A Shape-Shifting Bug


When I talk to people about my work, I never have to explain who Bram Stoker is; I never have to explain who or what Dracula is. Today, he is better remembered than Oscar Wilde, but he was never so popular among his contemporaries. In fact, the better-selling gothic novel, in Bram Stoker's day, was a story about a shape-shifting moth bent on terrorizing an MP.

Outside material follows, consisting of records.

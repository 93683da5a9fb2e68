//! Error types for malformed caller input.
//!
//! This module provides the error type returned when a routine's input
//! violates its domain, such as an empty sequence passed to a routine that
//! is defined only for non-empty input.
//!
//! Absence of an answer is never an error: routines that can legitimately
//! find nothing (searches, two-sum, coin change) return [`Option`] instead.

/// Represents an error caused by input outside a routine's domain.
///
/// # Examples
///
/// ```rust
/// use algokit::error::InputError;
///
/// let error = InputError::Empty {
///     routine_name: "max_subarray",
/// };
/// assert_eq!(
///     format!("{}", error),
///     "max_subarray: input must contain at least one element"
/// );
/// ```
#[derive(Debug, Clone, Copy, PartialEq, Eq)]
pub enum InputError {
    /// The routine requires at least one element but the input was empty.
    Empty {
        /// The name of the routine that rejected the input.
        routine_name: &'static str,
    },
    /// A requested rank (1-based) lies outside the valid range for the
    /// input length.
    RankOutOfRange {
        /// The requested 1-based rank.
        rank: usize,
        /// The number of elements in the input.
        length: usize,
    },
}

impl std::fmt::Display for InputError {
    fn fmt(&self, formatter: &mut std::fmt::Formatter<'_>) -> std::fmt::Result {
        match self {
            Self::Empty { routine_name } => write!(
                formatter,
                "{routine_name}: input must contain at least one element"
            ),
            Self::RankOutOfRange { rank, length } => write!(
                formatter,
                "rank {rank} is outside the valid range 1..={length}"
            ),
        }
    }
}

impl std::error::Error for InputError {}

The Beetle (1897) by Richard Marsh wildly outsold anything Bram Stoker ever wrote. Richard Marsh was the nom de plum of author Richard Heldmann, one of the most prolific writers of fin de siècle English literature and he looks a little like Stax, from Doctor Who. Richard Marsh's selected bibliography consists of a long list of titles hardly anyone has heard of today.
Selected works
The Mahatma's Pupil (1893)
The Devil's Diamond (1893)
Mrs Musgrave and Her Husband (1895)
The Beetle (1897)
Crime and the Criminal (1897)
The Duke and the Damsel (1897)
Philip Bennion's Death (1897)
The Datchet Diamonds (1898)
The House of Mystery (1898)
Curios: Some Strange Adventures of Two Bachelors (1898)
A Second Coming (1900)
The Goddess: A Demon (1900)
The Seen and the Unseen (1900)
Marvels and Mysteries (1900)
The Joss: A Reversion (1901)
The Magnetic Girl (1903)
The Confessions of a Young Lady: Her Doings and Misdoings (1905)
A Spoiler of Men (1905)
The Coward Behind the Curtain (1908)
Sam Briggs: His Book (1912)
Judith Lee: Some Pages from Her Life (1912)
The Adventures of Judith Lee (1916)
Sam Briggs, V.C (1916)
The Deacon's Daughter (1917)
On the Jury (1918)
While The Collected Supernatural and Weird Fiction of Richard Marsh is available in several editions today, his contemporaries compared him to Charles Dickens and Edgar Allan Poe. The range and creativity in his subject matter leads me to suspect that he was somewhat the Stephen King of his time. For example, A Second Coming imagines the return of Christ to turn-of-the-century London and begins:
'If,' asked the Man in the Street, 'Christ were to come again to London, in this present year of grace, how would He be received, and what would happen?'
'I will try to show you,' replied the Scribe.
These following pages represent the Scribe's attempt to achieve the impossible.
And it has its funny moments of Victorian English bigotry:
Christ's name was in the air, the topic of the hour. The Stranger's claim was, of course, absurd, unspeakable. He was an impostor, some charlatan; at best, a religious maniac. Similar creatures had arisen before, notably in the United States, though we had not been without them here in England, and Roman Catholic countries had had their share.
Richard Marsh has been brought back from relative obscurity by the Richard Marsh Network and the community that celebrated the 20 years he spent living there, Three Bridges; Three Bridges is a neighbourhood within the town of Crawley, in the county of West Sussex in England. It leaves me wondering what writers from the 1990s we will still be reading in 100 years and whether anyone would run a campaign, at that point, to bring back Stephen King.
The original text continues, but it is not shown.